The ClawHub listing has passed OpenClaw's security scan (benign, high confidence) and is updated whenever the skill file here changes.
Models & Embeddings
The API uses three Voyage AI models:
| Model | Purpose | Dimensions |
|---|---|---|
voyage-context-3 | Text query & chunk embedding | 1024 |
voyage-multimodal-3 | Image query & chunk embedding | 1024 |
rerank-2 | Cross-encoder reranking for text results | — |
Text chunks are contextualized embeddings — each chunk is embedded along with metadata about the document and section it belongs to, improving retrieval quality for domain-specific queries.
Architecture
The API is a stateless server backed by cloud infrastructure:
Client Request
│
▼
┌──────────────────────┐
│ 3GPT API │ api.3gppscout.com
└──────────┬───────────┘
│
┌─────────┼──────────┬──────────┐
▼ ▼ ▼ ▼
Embedding Vector Content Image
Model Search Store Store
(text/JSON) (PNGs)
Request flow for text search:
- Embed the query string using the text embedding model
- Run vector similarity search with optional metadata filters
- Resolve matches to their source document and chunk
- Fetch chunk text and section context
- Optionally rerank candidates for higher precision
- Return the final results
Request flow for image serving:
- Image search returns results with
image_path(e.g./images/38.300/19.1.0/8) - Client fetches the image URL directly
- API proxies the PNG from Google Cloud Storage
Corpus Coverage
The current index covers two complete 3GPP releases:
| Release | Documents | Sections |
|---|---|---|
| Rel-15 | 1,493 | 195,216 |
| Rel-19 | 1,789 | 291,478 |
| Total | 3,282 | 486,694 |
Additional releases (Rel-16 through Rel-18, Rel-20) are being processed and will be added incrementally.
Processing Pipeline
Each document goes through a multi-stage pipeline: parsing, semantic chunking, embedding, section extraction, and image extraction.
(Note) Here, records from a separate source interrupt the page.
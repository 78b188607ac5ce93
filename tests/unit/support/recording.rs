//! Test double for [`Canvas`]: records every draw call and paints measured boxes so pixel-level
//! assertions work without font files.

use super::*;

/// Advance per character, in em.
pub(crate) const ADVANCE_EM: f64 = 0.5;

#[derive(Clone, Debug)]
pub(crate) enum Op {
    Begin {
        width: u32,
        height: u32,
    },
    Fill {
        text: String,
        origin: Point,
        transform: Affine,
        paint: Paint,
        shadow: Option<Shadow>,
        size_px: f32,
    },
    Stroke {
        text: String,
        origin: Point,
        transform: Affine,
        stroke: StrokeStyle,
    },
    DrawRaster {
        x: i64,
        y: i64,
    },
}

pub(crate) struct RecordingCanvas {
    pub(crate) ops: Vec<Op>,
    pub(crate) fail_on_fill: bool,
    pub(crate) on_fill: Option<Box<dyn FnMut()>>,
    target: Raster,
    transform: Affine,
    stack: Vec<Affine>,
}

impl Default for RecordingCanvas {
    fn default() -> Self {
        Self::new()
    }
}

impl RecordingCanvas {
    pub(crate) fn new() -> Self {
        Self {
            ops: Vec::new(),
            fail_on_fill: false,
            on_fill: None,
            target: Raster::new(0, 0),
            transform: Affine::IDENTITY,
            stack: Vec::new(),
        }
    }

    pub(crate) fn fills(&self) -> Vec<&Op> {
        self.ops
            .iter()
            .filter(|op| matches!(op, Op::Fill { .. }))
            .collect()
    }

    pub(crate) fn strokes(&self) -> Vec<&Op> {
        self.ops
            .iter()
            .filter(|op| matches!(op, Op::Stroke { .. }))
            .collect()
    }

    fn paint_box(&mut self, run: &TextRun<'_>, rgba: [u8; 4]) {
        let size = f64::from(run.font.size_px);
        let w = run.text.chars().count() as f64 * size * ADVANCE_EM;
        let (top, bottom) = match run.baseline {
            TextBaseline::Middle => (run.origin.y - size / 2.0, run.origin.y + size / 2.0),
            TextBaseline::Alphabetic => (run.origin.y - size * 0.8, run.origin.y),
        };
        let rect = kurbo::Rect::new(run.origin.x, top, run.origin.x + w, bottom);
        let bbox = self.transform.transform_rect_bbox(rect);

        let x0 = bbox.x0.round().max(0.0) as u32;
        let y0 = bbox.y0.round().max(0.0) as u32;
        let x1 = (bbox.x1.round().max(0.0) as u32).min(self.target.width);
        let y1 = (bbox.y1.round().max(0.0) as u32).min(self.target.height);
        for y in y0..y1 {
            for x in x0..x1 {
                let i = ((y * self.target.width + x) * 4) as usize;
                self.target.data[i..i + 4].copy_from_slice(&rgba);
            }
        }
    }
}

impl Canvas for RecordingCanvas {
    fn begin(&mut self, width: u32, height: u32) -> CaptionResult<()> {
        self.ops.push(Op::Begin { width, height });
        self.target = Raster::new(width, height);
        self.transform = Affine::IDENTITY;
        self.stack.clear();
        Ok(())
    }

    fn size(&self) -> (u32, u32) {
        self.target.dimensions()
    }

    fn transform(&self) -> Affine {
        self.transform
    }

    fn set_transform(&mut self, transform: Affine) {
        self.transform = transform;
    }

    fn save(&mut self) {
        self.stack.push(self.transform);
    }

    fn restore(&mut self) {
        if let Some(t) = self.stack.pop() {
            self.transform = t;
        }
    }

    fn measure_text(&mut self, text: &str, font: &FontSpec) -> CaptionResult<f64> {
        Ok(text.chars().count() as f64 * f64::from(font.size_px) * ADVANCE_EM)
    }

    fn fill_text(&mut self, run: &TextRun<'_>, paint: &Paint) -> CaptionResult<()> {
        if let Some(hook) = self.on_fill.as_mut() {
            hook();
        }
        if self.fail_on_fill {
            return Err(crate::CaptionError::render("recording canvas told to fail"));
        }
        self.ops.push(Op::Fill {
            text: run.text.to_owned(),
            origin: run.origin,
            transform: self.transform,
            paint: paint.clone(),
            shadow: run.shadow,
            size_px: run.font.size_px,
        });
        let rgba = match paint {
            Paint::Solid(c) => {
                let mut px = c.to_array();
                crate::foundation::math::premultiply_rgba8_in_place(&mut px);
                px
            }
            _ => [128, 128, 128, 255],
        };
        self.paint_box(run, rgba);
        Ok(())
    }

    fn stroke_text(&mut self, run: &TextRun<'_>, stroke: &StrokeStyle) -> CaptionResult<()> {
        self.ops.push(Op::Stroke {
            text: run.text.to_owned(),
            origin: run.origin,
            transform: self.transform,
            stroke: *stroke,
        });
        Ok(())
    }

    fn draw_raster(&mut self, raster: &Raster, x: i64, y: i64) -> CaptionResult<()> {
        self.ops.push(Op::DrawRaster { x, y });
        self.target.draw_over(raster, x, y);
        Ok(())
    }

    fn finish(&mut self) -> CaptionResult<Raster> {
        let (w, h) = self.target.dimensions();
        Ok(std::mem::replace(&mut self.target, Raster::new(w, h)))
    }
}
use super::*;

#[test]
fn in_memory_keeps_order() {
    let mut s = InMemoryDownloads::new();
    s.deliver("a.png", &[1]).unwrap();
    s.deliver("b.png", &[2, 3]).unwrap();
    assert_eq!(s.files().len(), 2);
    assert_eq!(s.last().unwrap().0, "b.png");
}

#[test]
fn directory_sink_writes_files() {
    let dir = std::env::temp_dir().join(format!("caption-art-sink-{}", std::process::id()));
    let mut s = DirectorySink::new(&dir);
    s.deliver("out.png", b"png").unwrap();
    assert_eq!(std::fs::read(dir.join("out.png")).unwrap(), b"png");
    let _ = std::fs::remove_dir_all(&dir);
}

#[test]
fn directory_sink_rejects_paths() {
    let mut s = DirectorySink::new(std::env::temp_dir());
    assert!(s.deliver("../escape.png", b"x").is_err());
    assert!(s.deliver("", b"x").is_err());
    assert!(s.deliver(".hidden", b"x").is_err());
}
The chunking stage produces optimized chunks of 400–800 tokens for high-quality retrieval. Images are extracted as individual PNGs and served via the /images endpoint.
Health Check
Returns API status and model info. Use this to verify the server is running.
Example
curl https://api.3gppscout.com/health{
"status": "ok",
"version": "0.2.0",
"models": {
"text_embedding": "voyage-context-3",
"image_embedding": "voyage-multimodal-3",
"reranker": "rerank-2"
}
}OpenAPI / Swagger
The auto-generated interactive API docs are available at /swagger (Swagger UI) and /redoc (ReDoc). The raw OpenAPI schema is at /openapi.json.